Prosecutors have decided that there are no legal grounds to investigate the former mayor of Turkey’s capital city due to his relationship with the faith-based Gülen movement, local media outlets reported.
Former Ankara Mayor Melih Gökçek, a member of the ruling Justice and Development Party (AKP), was the subject of criminal complaints due to his links to the Gülen movement.
The Turkish government accuses the Gülen movement of masterminding a coup attempt on July 15, 2016 and labels it a “terrorist organization,” although the movement strongly denies involvement in the coup attempt or any terrorist activity.
Former Deputy Prime Minister Bülent Arınç and opposition politicians accused Gökçek of illegally allocating land to institutions linked to the Gülen movement while he was mayor of Ankara.
In the criminal complaints, Gökçek was accused of spreading terrorist propaganda, violating the law on the finance of terrorism, membership in a terrorist organization and aiding a terrorist organization; however, the Ankara Chief Public Prosecutor’s Office said there were no grounds to investigate Gökçek because his support for the movement occurred before it was declared a terrorist organization by the government.
The prosecutor’s office took the Dec.17-25, 2013 corruption investigations, which implicated senior members of the AKP government, as the date for the recognition of the Gülen movement as a terrorist organization; however, courts render different judgements on this, and thousands of people face criminal charges or have been arrested for their relationship with the movement before this date.
The AKP government launched a war against the Gülen movement, a worldwide civic initiative inspired by the ideas of Muslim cleric Fethullah Gülen, after the corruption investigations of 2013 that implicated then-prime minister and current President Recep Tayyip Erdoğan’s family members and inner circle.
Dismissing the investigations as a Gülenist coup and conspiracy, the AKP government designated the movement as a terrorist organization and began to target its members. The government intensified the crackdown following the coup attempt in July 2016.
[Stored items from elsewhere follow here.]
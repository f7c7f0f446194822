use serde_json::json;

use crate::error::{DiscordError, Result};
use crate::types::CommandDefinition;

const DISCORD_BASE_URL: &str = "https://discord.com/api/v10";

#[derive(Debug)]
pub struct DiscordClient {
    http: reqwest::Client,
    base_url: String,
    bot_token: String,
}

impl DiscordClient {
    pub fn new(bot_token: impl Into<String>) -> Self {
        Self {
            http: reqwest::Client::new(),
            base_url: DISCORD_BASE_URL.to_string(),
            bot_token: bot_token.into(),
        }
    }

    /// Point the client at a different API host (tests).
    pub fn with_base_url(mut self, url: impl Into<String>) -> Self {
        self.base_url = url.into();
        self
    }

    fn auth(&self) -> String {
        format!("Bot {}", self.bot_token)
    }

    /// Grant one role. Idempotent: granting a role the member already holds
    /// succeeds with no change.
    pub async fn add_guild_member_role(
        &self,
        guild_id: &str,
        user_id: &str,
        role_id: &str,
    ) -> Result<()> {
        let url = format!(
            "{}/guilds/{guild_id}/members/{user_id}/roles/{role_id}",
            self.base_url
        );
        let response = self
            .http
            .put(url)
            .header("Authorization", self.auth())
            .send()
            .await?;
        check_status(response).await
    }

    /// Revoke one role. Idempotent like the grant.
    pub async fn remove_guild_member_role(
        &self,
        guild_id: &str,
        user_id: &str,
        role_id: &str,
    ) -> Result<()> {
        let url = format!(
            "{}/guilds/{guild_id}/members/{user_id}/roles/{role_id}",
            self.base_url
        );
        let response = self
            .http
            .delete(url)
            .header("Authorization", self.auth())
            .send()
            .await?;
        check_status(response).await
    }

    /// Post a plain message to a channel.
    pub async fn create_message(&self, channel_id: &str, content: &str) -> Result<()> {
        let url = format!("{}/channels/{channel_id}/messages", self.base_url);
        let response = self
            .http
            .post(url)
            .header("Authorization", self.auth())
            .json(&json!({ "content": content }))
            .send()
            .await?;
        check_status(response).await
    }

    /// Replace the guild's application command set wholesale. Re-running at
    /// startup converges to the same registration.
    pub async fn bulk_overwrite_guild_commands(
        &self,
        application_id: &str,
        guild_id: &str,
        commands: &[CommandDefinition],
    ) -> Result<()> {
        let url = format!(
            "{}/applications/{application_id}/guilds/{guild_id}/commands",
            self.base_url
        );
        let response = self
            .http
            .put(url)
            .header("Authorization", self.auth())
            .json(commands)
            .send()
            .await?;
        check_status(response).await
    }
}

async fn check_status(response: reqwest::Response) -> Result<()> {
    let status = response.status();
    if status.is_success() {
        return Ok(());
    }
    let body = response.text().await.unwrap_or_default();
    Err(DiscordError::Api {
        status: status.as_u16(),
        body,
    })
}
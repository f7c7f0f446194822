use rolesync_core::config::SheetsAuth;

use crate::auth::TokenSource;
use crate::error::{Result, SheetsError};
use crate::types::{BatchUpdateValuesRequest, ValueRange, ValueRangeWrite};

const SHEETS_BASE_URL: &str = "https://sheets.googleapis.com";

#[derive(Debug)]
pub struct SheetsClient {
    http: reqwest::Client,
    base_url: String,
    token: TokenSource,
}

impl SheetsClient {
    pub fn new(auth: SheetsAuth) -> Self {
        Self {
            http: reqwest::Client::new(),
            base_url: SHEETS_BASE_URL.to_string(),
            token: TokenSource::new(auth),
        }
    }

    /// Point the client at a different API host (tests).
    pub fn with_base_url(mut self, url: impl Into<String>) -> Self {
        self.base_url = url.into();
        self
    }

    pub fn with_token_source(mut self, token: TokenSource) -> Self {
        self.token = token;
        self
    }

    /// `values.get` — read one A1 range, rows outer, cells inner.
    pub async fn get_values(&self, spreadsheet_id: &str, range: &str) -> Result<Vec<Vec<String>>> {
        let bearer = self.token.bearer(&self.http).await?;
        let url = format!(
            "{}/v4/spreadsheets/{spreadsheet_id}/values/{range}",
            self.base_url
        );
        let response = self.http.get(url).bearer_auth(bearer).send().await?;

        let status = response.status();
        if !status.is_success() {
            let body = response.text().await.unwrap_or_default();
            return Err(SheetsError::Api {
                status: status.as_u16(),
                body,
            });
        }
        let range: ValueRange = response.json().await?;
        Ok(range.into_rows())
    }

    /// `values.batchUpdate` — write several ranges in one call, raw input.
    pub async fn batch_update_values(
        &self,
        spreadsheet_id: &str,
        data: Vec<ValueRangeWrite>,
    ) -> Result<()> {
        let bearer = self.token.bearer(&self.http).await?;
        let url = format!(
            "{}/v4/spreadsheets/{spreadsheet_id}/values:batchUpdate",
            self.base_url
        );
        let request = BatchUpdateValuesRequest {
            value_input_option: "RAW".to_string(),
            data,
        };
        let response = self
            .http
            .post(url)
            .bearer_auth(bearer)
            .json(&request)
            .send()
            .await?;

        let status = response.status();
        if !status.is_success() {
            let body = response.text().await.unwrap_or_default();
            return Err(SheetsError::Api {
                status: status.as_u16(),
                body,
            });
        }
        Ok(())
    }
}
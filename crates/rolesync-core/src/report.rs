use chrono::{DateTime, Utc};
use serde::Serialize;

use crate::roles::MappingFailure;

// ---------------------------------------------------------------------------
// Per-entry outcome
// ---------------------------------------------------------------------------

#[derive(Debug, Clone, PartialEq, Eq, Serialize)]
#[serde(tag = "status", rename_all = "snake_case")]
pub enum EntryStatus {
    Applied,
    SkippedInvalidMapping(MappingFailure),
    DirectoryFailure { message: String },
}

#[derive(Debug, Clone, PartialEq, Eq, Serialize)]
pub struct EntryOutcome {
    pub member_number: String,
    pub discord_id: String,
    #[serde(flatten)]
    pub status: EntryStatus,
}

// ---------------------------------------------------------------------------
// RunReport
// ---------------------------------------------------------------------------

#[derive(Debug, Clone, PartialEq, Eq, Serialize)]
#[serde(tag = "reason", rename_all = "snake_case")]
pub enum AbortReason {
    SourceUnavailable { message: String },
    DirectoryFailure {
        member_number: String,
        message: String,
    },
}

/// Summary of one batch run. `run()` always returns a report; failures
/// surface here and in the narration, never as an `Err`.
#[derive(Debug, Clone, Serialize)]
pub struct RunReport {
    pub run_id: String,
    pub started_at: DateTime<Utc>,
    pub dry_run: bool,
    /// Entries loaded by the peek, after row-level validation.
    pub peeked: usize,
    pub outcomes: Vec<EntryOutcome>,
    /// Member numbers that completed processing this run, in peek order.
    /// Populated in dry-run too; `committed` records whether the processed
    /// markers were actually written.
    pub commit_set: Vec<String>,
    pub committed: bool,
    pub aborted: Option<AbortReason>,
}

impl RunReport {
    pub fn new(dry_run: bool) -> Self {
        Self {
            run_id: uuid::Uuid::new_v4().to_string(),
            started_at: Utc::now(),
            dry_run,
            peeked: 0,
            outcomes: Vec::new(),
            commit_set: Vec::new(),
            committed: false,
            aborted: None,
        }
    }

    /// Entries that completed processing (applied, or simulated in dry-run).
    pub fn processed(&self) -> usize {
        self.commit_set.len()
    }

    /// Member numbers whose directory apply failed.
    pub fn failed_member_numbers(&self) -> Vec<&str> {
        self.outcomes
            .iter()
            .filter(|o| matches!(o.status, EntryStatus::DirectoryFailure { .. }))
            .map(|o| o.member_number.as_str())
            .collect()
    }
}
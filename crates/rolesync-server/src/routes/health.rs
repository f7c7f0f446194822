use axum::Json;

/// GET /healthz — liveness probe.
pub async fn get_health() -> Json<serde_json::Value> {
    Json(serde_json::json!({ "status": "ok" }))
}
use std::time::{Duration, Instant};

use rolesync_core::config::{OAuthCredentials, SheetsAuth};
use tokio::sync::Mutex;

use crate::error::{Result, SheetsError};
use crate::types::TokenResponse;

const GOOGLE_TOKEN_URL: &str = "https://oauth2.googleapis.com/token";

/// Refresh a little before Google's stated expiry.
const EXPIRY_MARGIN: Duration = Duration::from_secs(60);

#[derive(Debug)]
struct CachedToken {
    token: String,
    expires_at: Instant,
}

/// Bearer-token source for the values API: either a pre-issued static token
/// or the OAuth refresh-token flow, cached in memory until near expiry.
#[derive(Debug)]
pub struct TokenSource {
    auth: SheetsAuth,
    token_url: String,
    cache: Mutex<Option<CachedToken>>,
}

impl TokenSource {
    pub fn new(auth: SheetsAuth) -> Self {
        Self {
            auth,
            token_url: GOOGLE_TOKEN_URL.to_string(),
            cache: Mutex::new(None),
        }
    }

    pub fn with_token_url(mut self, url: impl Into<String>) -> Self {
        self.token_url = url.into();
        self
    }

    pub async fn bearer(&self, http: &reqwest::Client) -> Result<String> {
        let creds = match &self.auth {
            SheetsAuth::Static { token } => return Ok(token.clone()),
            SheetsAuth::OAuth(creds) => creds,
        };

        let mut cache = self.cache.lock().await;
        if let Some(cached) = cache.as_ref() {
            if cached.expires_at > Instant::now() {
                return Ok(cached.token.clone());
            }
        }

        let token = self.exchange(http, creds).await?;
        let bearer = token.access_token.clone();
        *cache = Some(CachedToken {
            token: token.access_token,
            expires_at: Instant::now()
                + Duration::from_secs(token.expires_in).saturating_sub(EXPIRY_MARGIN),
        });
        Ok(bearer)
    }

    async fn exchange(
        &self,
        http: &reqwest::Client,
        creds: &OAuthCredentials,
    ) -> Result<TokenResponse> {
        let response = http
            .post(&self.token_url)
            .form(&[
                ("client_id", creds.client_id.as_str()),
                ("client_secret", creds.client_secret.as_str()),
                ("refresh_token", creds.refresh_token.as_str()),
                ("grant_type", "refresh_token"),
            ])
            .send()
            .await?;

        let status = response.status();
        if !status.is_success() {
            let body = response.text().await.unwrap_or_default();
            return Err(SheetsError::TokenExchange(format!("{status}: {body}")));
        }
        Ok(response.json().await?)
    }
}
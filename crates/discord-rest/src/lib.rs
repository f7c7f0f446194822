pub mod client;
pub mod commands;
pub mod directory;
pub mod error;
pub mod notify;
pub mod types;

pub use client::DiscordClient;
pub use directory::MemberRoleDirectory;
pub use error::{DiscordError, Result};
pub use notify::{channel_narrator, ChannelNarrator};
use std::time::Duration;

use sea_orm::{ConnectOptions, Database, DatabaseConnection, DbErr};

pub async fn init_db(db_url: &str) -> Result<DatabaseConnection, DbErr> {
    let mut opt = ConnectOptions::new(db_url.to_owned());

    // Set connection pool options
    opt.max_connections(20)
        .min_connections(2)
        .connect_timeout(Duration::from_secs(8))
        .acquire_timeout(Duration::from_secs(8))
        .idle_timeout(Duration::from_secs(8))
        .max_lifetime(Duration::from_secs(8))
        .sqlx_logging(true);

    let db = Database::connect(opt).await?;
    db.get_schema_registry("classdesk::entity::*")
        .sync(&db)
        .await?;

    Ok(db)
}
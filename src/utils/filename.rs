/// Result of validating an uploaded filename.
#[derive(Debug)]
pub enum FilenameError {
    /// Filename is empty or whitespace-only.
    Empty,
    /// Filename contains path separators (`/` or `\`).
    ContainsPathSeparator,
    /// Filename contains path traversal patterns (`..`).
    PathTraversal,
    /// Filename contains null bytes.
    NullByte,
    /// Filename starts with a dot (hidden file).
    Hidden,
    /// Filename contains control characters (CR, LF, etc.).
    ControlCharacter,
}

impl FilenameError {
    /// Returns a human-readable error message.
    pub fn message(&self) -> &'static str {
        match self {
            Self::Empty => "Filename cannot be empty",
            Self::ContainsPathSeparator => "Invalid filename: path separators are not allowed",
            Self::PathTraversal => "Invalid filename: '..' is not allowed",
            Self::NullByte => "Invalid filename: null bytes are not allowed",
            Self::Hidden => "Invalid filename: hidden files (starting with '.') are not allowed",
            Self::ControlCharacter => "Invalid filename: control characters are not allowed",
        }
    }
}

/// Validates an uploaded filename (no directory components allowed).
///
/// The file itself is stored under its content hash; the filename is only
/// checked so it is safe to echo into response headers and logs.
pub fn validate_upload_filename(filename: &str) -> Result<&str, FilenameError> {
    let trimmed = filename.trim();

    if trimmed.is_empty() {
        return Err(FilenameError::Empty);
    }

    if trimmed.contains('\0') {
        return Err(FilenameError::NullByte);
    }

    // Reject ASCII control characters to prevent
    // HTTP header injection (e.g. CRLF in Content-Disposition).
    if trimmed.chars().any(|c| c.is_ascii_control()) {
        return Err(FilenameError::ControlCharacter);
    }

    if trimmed.contains('/') || trimmed.contains('\\') {
        return Err(FilenameError::ContainsPathSeparator);
    }

    if trimmed == ".." {
        return Err(FilenameError::PathTraversal);
    }

    if trimmed.starts_with('.') {
        return Err(FilenameError::Hidden);
    }

    Ok(trimmed)
}
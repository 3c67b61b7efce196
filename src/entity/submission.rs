use sea_orm::entity::prelude::*;
use serde::{Deserialize, Serialize};

/// A student's problem report. Created once by a student; only a teacher may
/// later set `feedback` and `revised_file_path`. Never deleted.
#[sea_orm::model]
#[derive(Clone, Debug, PartialEq, Eq, DeriveEntityModel, Serialize, Deserialize)]
#[sea_orm(table_name = "submission")]
pub struct Model {
    #[sea_orm(primary_key)]
    pub id: i32,

    /// Identifier of the owning student. Informational linkage only, not a
    /// foreign key.
    pub student_identifier: String,

    pub desired_outcome: String,
    pub actual_outcome: String,
    pub problem: String,

    /// Content hash of the uploaded file. Set at creation.
    pub file_path: String,

    /// Teacher feedback. NULL until the feedback endpoint sets it.
    pub feedback: Option<String>,

    /// Content hash of the teacher's revised file, if one was uploaded.
    pub revised_file_path: Option<String>,

    pub created_at: DateTimeUtc,
}

impl ActiveModelBehavior for ActiveModel {}
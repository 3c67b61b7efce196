mod v1;

use axum::Router;

use crate::state::AppState;

pub fn api_routes() -> Router<AppState> {
    Router::new().nest("/api/v1", v1::routes())
}
use axum::body::Body;
use axum::extract::{Path, State};
use axum::http::{HeaderMap, StatusCode, header};
use axum::response::{IntoResponse, Response};
use tokio_util::io::ReaderStream;
use tracing::instrument;

use crate::error::{AppError, ErrorBody};
use crate::extractors::auth::SessionUser;
use crate::state::AppState;
use crate::storage::ContentHash;

/// Download an uploaded file by its content hash. Any logged-in user.
#[utoipa::path(
    get,
    path = "/api/v1/files/{hash}",
    tag = "Files",
    operation_id = "downloadFile",
    summary = "Download an uploaded file",
    description = "Streams the file stored under the given content hash. Supports ETag-based \
        caching via If-None-Match; content hashes make the ETag exact.",
    params(("hash" = String, Path, description = "64-char hex content hash")),
    responses(
        (status = 200, description = "File content"),
        (status = 304, description = "Not Modified (ETag match)"),
        (status = 401, description = "No valid session (SESSION_MISSING, SESSION_INVALID)", body = ErrorBody),
        (status = 404, description = "File not found (NOT_FOUND)", body = ErrorBody),
    ),
)]
#[instrument(skip(state, _session_user, headers), fields(hash))]
pub async fn download_file(
    _session_user: SessionUser,
    State(state): State<AppState>,
    Path(hash): Path<String>,
    headers: HeaderMap,
) -> Result<Response, AppError> {
    let hash = ContentHash::from_hex(&hash)
        .map_err(|_| AppError::Validation("Invalid file hash".into()))?;

    let etag_value = format!("\"{}\"", hash.to_hex());
    if let Some(if_none_match) = headers.get(header::IF_NONE_MATCH)
        && let Ok(val) = if_none_match.to_str()
        && (val == etag_value || val == "*")
    {
        return Ok(StatusCode::NOT_MODIFIED.into_response());
    }

    let size = state.blob_store.size(&hash).await?;
    let reader = state.blob_store.get_stream(&hash).await?;
    let stream = ReaderStream::new(reader);
    let body = Body::from_stream(stream);

    let response = Response::builder()
        .status(StatusCode::OK)
        .header(header::CONTENT_TYPE, "application/octet-stream")
        .header(header::CONTENT_LENGTH, size.to_string())
        .header(header::ETAG, &etag_value)
        .header(header::CACHE_CONTROL, "private, max-age=3600")
        .body(body)
        .map_err(|e| AppError::Internal(format!("Failed to build response: {e}")))?;

    Ok(response)
}
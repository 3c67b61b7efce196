use serde_json::json;

use crate::common::{TestApp, routes, submission_form};

mod submit {
    use super::*;

    #[tokio::test]
    async fn student_can_submit_a_problem_with_a_file() {
        let app = TestApp::spawn().await;
        let client = app.student_client("s1").await;

        let form = submission_form(
            "Program prints 42",
            "Program prints 41",
            "Off-by-one somewhere in the loop",
            "main.py",
            b"print(41)",
        );
        let res = client.post_multipart(routes::SUBMISSIONS, form).await;

        assert_eq!(res.status, 201, "Submit failed: {}", res.text);
        assert_eq!(res.body["student_identifier"], "s1");
        assert_eq!(res.body["desired_outcome"], "Program prints 42");
        let file_path = res.body["file_path"].as_str().unwrap();
        assert_eq!(file_path.len(), 64);
        assert!(res.body["feedback"].is_null());
        assert!(res.body["revised_file_path"].is_null());
    }

    #[tokio::test]
    async fn submit_without_a_session_is_unauthorized() {
        let app = TestApp::spawn().await;
        let client = app.client();

        let form = submission_form("a", "b", "c", "f.txt", b"x");
        let res = client.post_multipart(routes::SUBMISSIONS, form).await;

        assert_eq!(res.status, 401);
        assert_eq!(res.body["code"], "SESSION_MISSING");
    }

    #[tokio::test]
    async fn teacher_cannot_submit() {
        let app = TestApp::spawn().await;
        let client = app.teacher_client().await;

        let form = submission_form("a", "b", "c", "f.txt", b"x");
        let res = client.post_multipart(routes::SUBMISSIONS, form).await;

        assert_eq!(res.status, 401);
        assert_eq!(res.body["code"], "ROLE_DENIED");
    }

    #[tokio::test]
    async fn submit_without_a_file_is_a_validation_error() {
        let app = TestApp::spawn().await;
        let client = app.student_client("s1").await;

        let form = reqwest::multipart::Form::new()
            .text("desired_outcome", "works")
            .text("actual_outcome", "crashes")
            .text("problem", "segfault");
        let res = client.post_multipart(routes::SUBMISSIONS, form).await;

        assert_eq!(res.status, 400);
        assert_eq!(res.body["code"], "VALIDATION_ERROR");
    }

    #[tokio::test]
    async fn missing_text_fields_are_stored_as_empty_strings() {
        let app = TestApp::spawn().await;
        let client = app.student_client("s1").await;

        let form = reqwest::multipart::Form::new().part(
            "file",
            reqwest::multipart::Part::bytes(b"data".to_vec()).file_name("f.txt"),
        );
        let res = client.post_multipart(routes::SUBMISSIONS, form).await;

        assert_eq!(res.status, 201, "Submit failed: {}", res.text);
        assert_eq!(res.body["desired_outcome"], "");
        assert_eq!(res.body["actual_outcome"], "");
        assert_eq!(res.body["problem"], "");
    }

    #[tokio::test]
    async fn oversized_upload_is_rejected() {
        let app = TestApp::spawn().await;
        let client = app.student_client("s1").await;

        // The test app's per-file limit is 1 MiB.
        let big = vec![0u8; 2 * 1024 * 1024];
        let form = submission_form("a", "b", "c", "big.bin", &big);
        let res = client.post_multipart(routes::SUBMISSIONS, form).await;

        assert_eq!(res.status, 400);
        assert_eq!(res.body["code"], "VALIDATION_ERROR");
    }
}

mod list {
    use super::*;

    #[tokio::test]
    async fn teacher_sees_all_submissions_in_insertion_order() {
        let app = TestApp::spawn().await;
        let student = app.student_client("s1").await;

        for problem in ["first", "second"] {
            let form = submission_form("a", "b", problem, "f.txt", b"x");
            let res = student.post_multipart(routes::SUBMISSIONS, form).await;
            assert_eq!(res.status, 201);
        }

        let teacher = app.teacher_client().await;
        let res = teacher.get(routes::SUBMISSIONS).await;

        assert_eq!(res.status, 200);
        let list = res.body.as_array().expect("Expected a JSON array");
        assert_eq!(list.len(), 2);
        assert_eq!(list[0]["problem"], "first");
        assert_eq!(list[1]["problem"], "second");
    }

    #[tokio::test]
    async fn listing_without_a_session_returns_no_data() {
        let app = TestApp::spawn().await;
        let student = app.student_client("s1").await;
        let form = submission_form("a", "b", "c", "f.txt", b"x");
        assert_eq!(
            student.post_multipart(routes::SUBMISSIONS, form).await.status,
            201
        );

        let anonymous = app.client();
        let res = anonymous.get(routes::SUBMISSIONS).await;

        assert_eq!(res.status, 401);
        assert!(res.body.get("student_identifier").is_none());
        assert!(!res.text.contains("\"problem\""));
    }

    #[tokio::test]
    async fn students_cannot_list_submissions() {
        let app = TestApp::spawn().await;
        let student = app.student_client("s1").await;

        let res = student.get(routes::SUBMISSIONS).await;

        assert_eq!(res.status, 401);
        assert_eq!(res.body["code"], "ROLE_DENIED");
    }
}

mod feedback {
    use super::*;

    async fn submit_one(app: &TestApp) -> i64 {
        let student = app.student_client("s1").await;
        let form = submission_form("works", "fails", "bug", "f.txt", b"x");
        let res = student.post_multipart(routes::SUBMISSIONS, form).await;
        assert_eq!(res.status, 201, "Submit failed: {}", res.text);
        res.body["id"].as_i64().unwrap()
    }

    #[tokio::test]
    async fn teacher_can_attach_feedback_without_a_file() {
        let app = TestApp::spawn().await;
        let id = submit_one(&app).await;
        let teacher = app.teacher_client().await;

        let form = reqwest::multipart::Form::new().text("feedback", "Good job");
        let res = teacher.post_multipart(&routes::feedback(id), form).await;

        assert_eq!(res.status, 200, "Feedback failed: {}", res.text);
        assert_eq!(res.body["feedback"], "Good job");
        assert!(res.body["revised_file_path"].is_null());
        // The student's original file is untouched.
        assert_eq!(res.body["file_path"].as_str().unwrap().len(), 64);
    }

    #[tokio::test]
    async fn teacher_can_attach_feedback_with_a_revised_file() {
        let app = TestApp::spawn().await;
        let id = submit_one(&app).await;
        let teacher = app.teacher_client().await;

        let form = reqwest::multipart::Form::new()
            .text("feedback", "See the corrected version")
            .part(
                "revised_file",
                reqwest::multipart::Part::bytes(b"print(42)".to_vec()).file_name("fixed.py"),
            );
        let res = teacher.post_multipart(&routes::feedback(id), form).await;

        assert_eq!(res.status, 200, "Feedback failed: {}", res.text);
        assert_eq!(res.body["revised_file_path"].as_str().unwrap().len(), 64);
    }

    #[tokio::test]
    async fn feedback_without_a_new_file_preserves_the_revised_file() {
        let app = TestApp::spawn().await;
        let id = submit_one(&app).await;
        let teacher = app.teacher_client().await;

        let form = reqwest::multipart::Form::new()
            .text("feedback", "first pass")
            .part(
                "revised_file",
                reqwest::multipart::Part::bytes(b"v2".to_vec()).file_name("v2.txt"),
            );
        let first = teacher.post_multipart(&routes::feedback(id), form).await;
        assert_eq!(first.status, 200);
        let revised = first.body["revised_file_path"].as_str().unwrap().to_string();

        let form = reqwest::multipart::Form::new().text("feedback", "second pass");
        let second = teacher.post_multipart(&routes::feedback(id), form).await;

        assert_eq!(second.status, 200);
        assert_eq!(second.body["feedback"], "second pass");
        assert_eq!(second.body["revised_file_path"], revised.as_str());
    }

    #[tokio::test]
    async fn feedback_on_an_unknown_id_is_not_found() {
        let app = TestApp::spawn().await;
        let teacher = app.teacher_client().await;

        let form = reqwest::multipart::Form::new().text("feedback", "nice try");
        let res = teacher.post_multipart(&routes::feedback(9999), form).await;

        assert_eq!(res.status, 404);
        assert_eq!(res.body["code"], "NOT_FOUND");

        // No record was created.
        let list = teacher.get(routes::SUBMISSIONS).await;
        assert_eq!(list.body.as_array().unwrap().len(), 0);
    }

    #[tokio::test]
    async fn students_cannot_attach_feedback() {
        let app = TestApp::spawn().await;
        let id = submit_one(&app).await;
        let student = app.student_client("s2").await;

        let form = reqwest::multipart::Form::new().text("feedback", "self review");
        let res = student.post_multipart(&routes::feedback(id), form).await;

        assert_eq!(res.status, 401);
        assert_eq!(res.body["code"], "ROLE_DENIED");
    }
}

mod files {
    use super::*;

    #[tokio::test]
    async fn uploaded_file_can_be_downloaded_by_the_teacher() {
        let app = TestApp::spawn().await;
        let student = app.student_client("s1").await;

        let content = b"print('hello grader')";
        let form = submission_form("a", "b", "c", "main.py", content);
        let res = student.post_multipart(routes::SUBMISSIONS, form).await;
        assert_eq!(res.status, 201);
        let hash = res.body["file_path"].as_str().unwrap().to_string();

        let teacher = app.teacher_client().await;
        let (status, bytes) = teacher.get_bytes(&routes::file(&hash)).await;

        assert_eq!(status, 200);
        assert_eq!(bytes, content);
    }

    #[tokio::test]
    async fn download_without_a_session_is_unauthorized() {
        let app = TestApp::spawn().await;
        let hash = "0".repeat(64);

        let anonymous = app.client();
        let (status, _) = anonymous.get_bytes(&routes::file(&hash)).await;

        assert_eq!(status, 401);
    }

    #[tokio::test]
    async fn download_of_an_unknown_hash_is_not_found() {
        let app = TestApp::spawn().await;
        let teacher = app.teacher_client().await;
        let hash = "0".repeat(64);

        let res = teacher.get(&routes::file(&hash)).await;

        assert_eq!(res.status, 404);
        assert_eq!(res.body["code"], "NOT_FOUND");
    }

    #[tokio::test]
    async fn matching_etag_yields_not_modified() {
        let app = TestApp::spawn().await;
        let student = app.student_client("s1").await;

        let form = submission_form("a", "b", "c", "f.txt", b"cache me");
        let res = student.post_multipart(routes::SUBMISSIONS, form).await;
        assert_eq!(res.status, 201);
        let hash = res.body["file_path"].as_str().unwrap().to_string();

        let etag = format!("\"{hash}\"");
        let status = student
            .get_if_none_match(&routes::file(&hash), &etag)
            .await;

        assert_eq!(status, 304);
    }
}

mod end_to_end {
    use super::*;

    /// Full classroom flow: student registers, logs in, submits; teacher
    /// logs in, reviews, attaches feedback.
    #[tokio::test]
    async fn register_submit_review_feedback() {
        let app = TestApp::spawn().await;

        let student = app.client();
        let creds = json!({"identifier": "s1", "password": "pw1_long_enough"});
        assert_eq!(student.post_json(routes::REGISTER, &creds).await.status, 201);

        let login = student.post_json(routes::STUDENT_LOGIN, &creds).await;
        assert_eq!(login.status, 200);
        assert_eq!(login.body["role"], "student");

        let form = submission_form(
            "Parser accepts the file",
            "Parser panics",
            "Unclosed bracket handling",
            "parser.rs",
            b"fn parse() {}",
        );
        let created = student.post_multipart(routes::SUBMISSIONS, form).await;
        assert_eq!(created.status, 201);
        let id = created.body["id"].as_i64().unwrap();
        let original_file = created.body["file_path"].as_str().unwrap().to_string();
        assert!(created.body["feedback"].is_null());

        let teacher = app.teacher_client().await;
        let list = teacher.get(routes::SUBMISSIONS).await;
        assert_eq!(list.status, 200);
        let submissions = list.body.as_array().unwrap();
        assert_eq!(submissions.len(), 1);
        assert_eq!(submissions[0]["id"].as_i64().unwrap(), id);

        let form = reqwest::multipart::Form::new().text("feedback", "Good job");
        let updated = teacher.post_multipart(&routes::feedback(id), form).await;
        assert_eq!(updated.status, 200);
        assert_eq!(updated.body["feedback"], "Good job");
        assert_eq!(updated.body["file_path"], original_file.as_str());
    }
}
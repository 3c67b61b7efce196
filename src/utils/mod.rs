pub mod filename;
pub mod hash;
pub mod token;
In an interview in 2016, Gökçek acknowledged having had good relations with the Gülen movement and supporting it in the past, but he said his assistance to the movement was within the boundaries of the law. Gökçek also said both of his sons studied at Gülen-linked schools.
Following the corruption investigations and the coup attempt, thousands of people were investigated on terrorism charges and arrested due to their ties to the Gülen movement simply because they sent their children to the Gülen-linked schools, deposited money at a Gülen-affiliated bank or subscribed to a newspaper associated with Gülen.
Gülen followers say they face judicial proceedings for actions that do not constitute a crime, while pro-government figures who had similar relations with the Gülen movement in the past are immune from prosecution.